This massive sandstone formation looms above uptown Sedona and the mouth of Oak Creek Canyon. Named by Abraham James in 1880 because of it's boat like shape. Although many believe it resembles more of a submarine, that distinction belongs to a rock formation in the Broken Arrow area. Steamboat has two "decks", the first encountered is very long and level and a relief after the initial scramble. The second, or as I call it the "bridge deck", is harder more resistant limestone (Fort Apache formation) that protects the softer sandstone (Bell Rock formation) underneath. Vertical gain of this hike to "bridge deck" approx. 800 feet.
I have hiked/scrambled many formations in this area over the last 35 years and this is one of my favorites. The views are stunning and the scramble is truly enjoyable.
The actual last 100 feet or so of the summit is rarely climbed.

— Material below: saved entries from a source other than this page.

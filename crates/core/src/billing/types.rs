//! Subscription and sweep types.

use chrono::{DateTime, Utc};
use fiscalhost_shared::types::{Money, OrderId, SubscriptionId};
use serde::{Deserialize, Serialize};
use uuid::Uuid;

/// Billing period.
#[derive(Debug, Clone, Copy, PartialEq, Eq, Hash, Serialize, Deserialize)]
#[serde(rename_all = "lowercase")]
pub enum Interval {
    /// Charged monthly.
    Month,
    /// Charged yearly.
    Year,
}

impl Interval {
    /// Returns the storage name.
    #[must_use]
    pub const fn as_str(self) -> &'static str {
        match self {
            Self::Month => "month",
            Self::Year => "year",
        }
    }
}

impl std::str::FromStr for Interval {
    type Err = String;

    fn from_str(s: &str) -> Result<Self, Self::Err> {
        match s {
            "month" => Ok(Self::Month),
            "year" => Ok(Self::Year),
            _ => Err(format!("Unknown interval: {s}")),
        }
    }
}

/// A sweep's temporary hold on a subscription.
#[derive(Debug, Clone, Copy, PartialEq, Eq, Serialize, Deserialize)]
pub struct SubscriptionClaim {
    /// Token only the holder knows.
    pub token: Uuid,
    /// When the hold lapses if never released.
    pub expires_at: DateTime<Utc>,
    /// Held by a sweep that may charge. Such a claim does not lapse: only
    /// saving the charged schedule or releasing it frees the subscription.
    pub charging: bool,
}

impl SubscriptionClaim {
    /// True while the claim still blocks other claimers.
    #[must_use]
    pub fn is_live(&self, now: DateTime<Utc>) -> bool {
        self.charging || self.expires_at > now
    }

    /// True for a charging claim whose holder ran past its lease without
    /// saving, so the charge may or may not have been made.
    #[must_use]
    pub fn is_unconfirmed(&self, now: DateTime<Utc>) -> bool {
        self.charging && self.expires_at <= now
    }
}

/// State a claimer expects the subscription to still be in.
#[derive(Debug, Clone, Copy, PartialEq, Eq)]
pub struct ClaimGuard {
    /// Charges made when the subscription was read.
    pub charge_number: u32,
    /// Due date when the subscription was read.
    pub next_charge_date: Option<DateTime<Utc>>,
}

/// Recurring schedule of an order.
#[derive(Debug, Clone, PartialEq, Eq, Serialize, Deserialize)]
pub struct Subscription {
    /// Subscription identifier.
    pub id: SubscriptionId,
    /// Owning order.
    pub order_id: OrderId,
    /// Amount charged per period.
    pub amount: Money,
    /// Billing period.
    pub interval: Interval,
    /// Still charging.
    pub is_active: bool,
    /// First activation.
    pub activated_at: Option<DateTime<Utc>>,
    /// Next charge attempt.
    pub next_charge_date: Option<DateTime<Utc>>,
    /// Start of the next billing period.
    pub next_period_start: Option<DateTime<Utc>>,
    /// Successful charges so far.
    pub charge_number: u32,
    /// Consecutive failed attempts.
    pub charge_retry_count: u32,
    /// Total charges allowed, for fixed-count subscriptions.
    pub quantity: Option<u32>,
    /// When charging stopped.
    pub deactivated_at: Option<DateTime<Utc>>,
    /// Current claim, if a sweep holds one.
    pub claim: Option<SubscriptionClaim>,
    /// Creation timestamp.
    pub created_at: DateTime<Utc>,
}

impl Subscription {
    /// True when an active subscription is due at `now`.
    #[must_use]
    pub fn is_due(&self, now: DateTime<Utc>) -> bool {
        self.is_active && self.next_charge_date.is_some_and(|date| date <= now)
    }

    /// True once a fixed-count subscription has made all its charges.
    #[must_use]
    pub fn quantity_reached(&self) -> bool {
        self.quantity.is_some_and(|quantity| self.charge_number >= quantity)
    }

    /// The guard a claim on the current state must match.
    #[must_use]
    pub const fn guard(&self) -> ClaimGuard {
        ClaimGuard {
            charge_number: self.charge_number,
            next_charge_date: self.next_charge_date,
        }
    }

    /// True when `guard` still describes this subscription and no live
    /// claim holds it.
    #[must_use]
    pub fn claimable(&self, guard: &ClaimGuard, now: DateTime<Utc>) -> bool {
        self.is_active
            && self.charge_number == guard.charge_number
            && self.next_charge_date == guard.next_charge_date
            && !self.claim.is_some_and(|claim| claim.is_live(now))
    }

    /// Stops charging.
    pub fn deactivate(&mut self, now: DateTime<Utc>) {
        self.is_active = false;
        self.deactivated_at = Some(now);
    }
}

/// Result of a charge attempt, as seen by the date and retry rules.
#[derive(Debug, Clone, Copy, PartialEq, Eq, Hash, Serialize, Deserialize)]
#[serde(rename_all = "snake_case")]
pub enum ChargeOutcome {
    /// Subscription just created.
    New,
    /// Charge succeeded.
    Success,
    /// Charge failed.
    Failure,
    /// Payment method replaced.
    Updated,
}

/// What a sweep did with one order.
#[derive(Debug, Clone, Copy, PartialEq, Eq, Hash, Serialize, Deserialize)]
#[serde(rename_all = "snake_case")]
pub enum SweepStatus {
    /// Charged.
    Success,
    /// Charge failed.
    Failure,
    /// Stopped without a charge attempt (all charges made).
    Deactivated,
    /// Another sweep holds the subscription.
    Skipped,
    /// Dry run; nothing attempted.
    DryRun,
    /// A charge may have been made but the schedule was not saved. The
    /// subscription stays held until the charge is resolved.
    Unconfirmed,
    /// Processing failed for a reason other than the charge.
    Error,
}

/// Outcome for one order of a sweep.
#[derive(Debug, Clone, PartialEq, Eq, Serialize, Deserialize)]
pub struct ProcessedOrder {
    /// Processed order.
    pub order_id: OrderId,
    /// What happened.
    pub status: SweepStatus,
    /// Amount charged or attempted.
    pub amount: Money,
    /// Retry count after the attempt.
    pub retries_after: u32,
    /// Failure detail.
    pub error: Option<String>,
}

impl ProcessedOrder {
    /// An outcome without error detail.
    #[must_use]
    pub const fn new(order_id: OrderId, status: SweepStatus, amount: Money, retries_after: u32) -> Self {
        Self {
            order_id,
            status,
            amount,
            retries_after,
            error: None,
        }
    }
}

#[cfg(test)]
mod tests {
    use super::*;
    use chrono::{Duration, TimeZone};
    use fiscalhost_shared::types::Currency;

    fn subscription() -> Subscription {
        let now = Utc.with_ymd_and_hms(2026, 3, 1, 0, 0, 0).unwrap();
        Subscription {
            id: SubscriptionId::new(),
            order_id: OrderId::new(),
            amount: Money::new(1000, Currency::Usd),
            interval: Interval::Month,
            is_active: true,
            activated_at: Some(now),
            next_charge_date: Some(now),
            next_period_start: Some(now),
            charge_number: 1,
            charge_retry_count: 0,
            quantity: None,
            deactivated_at: None,
            claim: None,
            created_at: now,
        }
    }

    #[test]
    fn test_is_due() {
        let sub = subscription();
        let date = sub.next_charge_date.unwrap();
        assert!(sub.is_due(date));
        assert!(!sub.is_due(date - Duration::seconds(1)));

        let mut inactive = sub;
        inactive.deactivate(date);
        assert!(!inactive.is_due(date));
    }

    #[test]
    fn test_quantity_reached() {
        let mut sub = subscription();
        assert!(!sub.quantity_reached());
        sub.quantity = Some(2);
        assert!(!sub.quantity_reached());
        sub.charge_number = 2;
        assert!(sub.quantity_reached());
    }

    #[test]
    fn test_claimable_respects_guard_and_live_claim() {
        let mut sub = subscription();
        let now = sub.created_at;
        let guard = sub.guard();
        assert!(sub.claimable(&guard, now));

        sub.claim = Some(SubscriptionClaim {
            token: Uuid::new_v4(),
            expires_at: now + Duration::minutes(10),
            charging: false,
        });
        assert!(!sub.claimable(&guard, now));
        // An expired claim no longer blocks
        assert!(sub.claimable(&guard, now + Duration::minutes(11)));

        sub.claim = None;
        sub.charge_number += 1;
        assert!(!sub.claimable(&guard, now));
    }

    #[test]
    fn test_charging_claim_outlives_its_lease() {
        let mut sub = subscription();
        let now = sub.created_at;
        let guard = sub.guard();
        let claim = SubscriptionClaim {
            token: Uuid::new_v4(),
            expires_at: now + Duration::minutes(10),
            charging: true,
        };
        sub.claim = Some(claim);

        assert!(!claim.is_unconfirmed(now));
        assert!(!sub.claimable(&guard, now + Duration::minutes(11)));
        assert!(claim.is_unconfirmed(now + Duration::minutes(11)));
    }
}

From Flagstaff take State Route 89A south approx. 27 miles through Oak Creek Canyon (beautiful drive) to Midgley Bridge and park in the area on the right just before the bridge itself. From Phoenix take I-17 north approx. 110 miles to State Route 179. Go north on 179 to the junction with 89A and go north (right) through uptown Sedona (tourist mecca), cross Midgley Bridge and park in the area on the left. Parking can be a problem as this is a starting point for several trails as well as viewing the 1939 bridge itself. There are other places to park off 89a south of the bridge but there is no pedestrian path to cross the bridge. DO NOT walk across this span! At the parking area, go west and follow the wide old road bed which becomes the Wilson Canyon Trail. Hike past the pre-1939 bridge remains and come to a junction in the trails. The Jim Thompson trail is marked and forks to the left. Take this trail uphill until it widens and levels out. As the trail begins a gradual downhill and left bend, look for a trail to the right with dead wood blocking it from mountain bikes. Follow this trail up the north side of Steamboat watching for rock cairns along the way. There are many possible ways up this section but the cairns mark the best way for most hikers. Once up on the first "deck", enjoy the stroll and the great views. Continue south towards the second "deck". A loose talus slope presents itself to the right. Follow this up the slope to the limestone formation. There are several ways up but only two for most of us. Use your route finding skills and always remember that you must come down what you climb up! Once on the limestone "bridge deck" one can walk a level course from the north to the south. The views are superb from all along with the southern edge being the most dramatic. If you get this far only to remember that your camera is in your car, I PITY YOU! There is evidence enough that people do hike up here regularly (footprints, etc.) but thankfully I saw no litter whatsoever. It goes without saying (so why am I saying it?) pack it in, pack it out.
As with most hikes in the area, it can be done year round and is very hot in summer months. Prepare your hike accordingly.